Seattle Mariners

Baseball's Steroid Questions

Bobby BrennanContributor IMarch 2, 2009

We live in a time period where every player is questioned. Major League Baseball's steroid crisis has left people scratching their heads. Day by day more star athletes are being revealed as steroid users and cheaters. It's gone from Jose Canseco to Roger Clemens to Alex Rodriguez.

When Alex Rodriguez's name was revealed I believe baseball took a head shot from point blank. Baseball's greatest player, a three-time American League MVP, was revealed as a cheater and a fake. But what people have to realize is this is just the tip of the iceberg.

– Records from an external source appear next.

//! # Data sanitizer
//!
//! Any text that enters a composed prompt passes through here first. The
//! sanitizer replaces sensitive substrings with category-tagged markers like
//! `[REDACTED:EMAIL]`.
//!
//! The rules are an ordered table of `(category, pattern)` pairs, evaluated
//! deterministically from top to bottom; the data lives apart from the logic
//! so each pattern can be tested on its own. Markers contain no digits and no
//! `@`, so no rule can match inside a marker and sanitizing twice yields the
//! same text as sanitizing once.
//!
//! The default policy redacts every category. A caller may disable individual
//! categories via [SanitizePolicy::without]; there is no way to widen
//! redaction beyond the full set, so omission never leaks.

use std::collections::HashSet;

use lazy_static::lazy_static;
use regex::Regex;
use serde::{Deserialize, Serialize};

/// Categories of sensitive data the sanitizer knows about.
#[derive(Debug, Clone, Copy, PartialEq, Eq, Hash, Serialize, Deserialize)]
#[serde(rename_all = "snake_case")]
pub enum SensitiveCategory {
    EmailAddress,
    PaymentCard,
    NationalId,
    PhoneNumber,
    IpAddress,
}

impl SensitiveCategory {
    /// The marker text substituted for a match of this category.
    pub fn marker(self) -> &'static str {
        match self {
            SensitiveCategory::EmailAddress => "[REDACTED:EMAIL]",
            SensitiveCategory::PaymentCard => "[REDACTED:PAYMENT-CARD]",
            SensitiveCategory::NationalId => "[REDACTED:NATIONAL-ID]",
            SensitiveCategory::PhoneNumber => "[REDACTED:PHONE]",
            SensitiveCategory::IpAddress => "[REDACTED:IP]",
        }
    }
}

lazy_static! {
    /// Ordered rule table. Payment cards and national ids come before phone
    /// numbers so the longer digit runs are claimed by the right category.
    static ref SANITIZE_RULES: Vec<(SensitiveCategory, Regex)> = vec![
        (
            SensitiveCategory::EmailAddress,
            Regex::new(r"\b[A-Za-z0-9._%+-]+@[A-Za-z0-9.-]+\.[A-Za-z]{2,}\b").unwrap(),
        ),
        (
            SensitiveCategory::PaymentCard,
            Regex::new(r"\b\d{4}[ -]?\d{4}[ -]?\d{4}[ -]?\d{1,4}\b").unwrap(),
        ),
        (
            SensitiveCategory::NationalId,
            Regex::new(r"\b\d{3}-\d{2}-\d{4}\b").unwrap(),
        ),
        (
            SensitiveCategory::PhoneNumber,
            Regex::new(r"\b(?:\+?\d{1,2}[ .-]?)?(?:\(\d{3}\)|\d{3})[ .-]?\d{3}[ .-]?\d{4}\b")
                .unwrap(),
        ),
        (
            SensitiveCategory::IpAddress,
            Regex::new(r"\b(?:\d{1,3}\.){3}\d{1,3}\b").unwrap(),
        ),
    ];
}

/// Which categories to redact. Defaults to all of them.
#[derive(Debug, Clone, Default)]
pub struct SanitizePolicy {
    disabled: HashSet<SensitiveCategory>,
}

impl SanitizePolicy {
    /// The default policy: every category redacted.
    pub fn redact_all() -> Self {
        Self::default()
    }

    /// Disable redaction of one category for this policy.
    pub fn without(mut self, category: SensitiveCategory) -> Self {
        self.disabled.insert(category);
        self
    }

    /// Whether this policy redacts the given category.
    pub fn redacts(&self, category: SensitiveCategory) -> bool {
        !self.disabled.contains(&category)
    }
}

/// Sanitize `text` under the given policy.
pub fn sanitize_with(text: &str, policy: &SanitizePolicy) -> String {
    let mut out = text.to_string();
    for (category, pattern) in SANITIZE_RULES.iter() {
        if policy.redacts(*category) {
            out = pattern.replace_all(&out, category.marker()).to_string();
        }
    }
    out
}

/// Sanitize `text` under the default redact-everything policy.
pub fn sanitize(text: &str) -> String {
    sanitize_with(text, &SanitizePolicy::redact_all())
}

#[cfg(test)]
mod sanitize_tests {
    use super::*;

    #[test]
    fn test_redacts_each_category() {
        let text = "Contact ops@example.com or 555-867-5309. Host 10.0.3.12, \
                    card 4111 1111 1111 1111, ssn 078-05-1120.";
        let clean = sanitize(text);
        assert!(clean.contains("[REDACTED:EMAIL]"));
        assert!(clean.contains("[REDACTED:PHONE]"));
        assert!(clean.contains("[REDACTED:IP]"));
        assert!(clean.contains("[REDACTED:PAYMENT-CARD]"));
        assert!(clean.contains("[REDACTED:NATIONAL-ID]"));
        assert!(!clean.contains("example.com"));
        assert!(!clean.contains("10.0.3.12"));
    }

    #[test]
    fn test_idempotent() {
        let samples = [
            "plain text with no secrets",
            "mail me at admin@corp.io from 192.168.1.1",
            "card 4111-1111-1111-1111 phone (415) 555-0100 ssn 078-05-1120",
            "[REDACTED:EMAIL] already sanitized",
        ];
        for s in samples {
            let once = sanitize(s);
            assert_eq!(once, sanitize(&once), "not idempotent for {:?}", s);
        }
    }

    #[test]
    fn test_policy_disables_single_category() {
        let policy = SanitizePolicy::redact_all().without(SensitiveCategory::IpAddress);
        let clean = sanitize_with("node 10.0.0.1 owner ops@example.com", &policy);
        assert!(clean.contains("10.0.0.1"));
        assert!(clean.contains("[REDACTED:EMAIL]"));
    }

    #[test]
    fn test_card_claimed_before_phone() {
        let clean = sanitize("pan 4111111111111111");
        assert!(clean.contains("[REDACTED:PAYMENT-CARD]"));
        assert!(!clean.contains("[REDACTED:PHONE]"));
    }
}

There are still 103 names to be released and who knows how many big-name players will be released in that. Earlier this decade, there were plenty of skinny players entering Spring Training the size of a monster.

Take Bret Boone, who played most of his years with the Seattle Mariners. He was a skinny hitter with a decent batting average who before 2001 had never hit more than 25 home runs or driven in more than 95 runs but in 2001 he put up unbelievable numbers: 37 home runs, 141 RBI; it just seems unreal.

Lifting weights and working out more can make you bigger and add muscle but it doesn't add the dramatic changes to your body that steroids do. Bret Boone entered that season looking like a new man, similar to the way that Barry Bonds went from being skinny to a meat head in a short amount of time.

Jose Canseco also wrote in his book that he too noticed the changes in Bret Boone. I am not a fan of Jose Canseco's books or what he has done to the game but he does bring up a very solid point. This Steroid Era has tainted the game and the revealing of the names will make people doubt all of the players of this steroid era.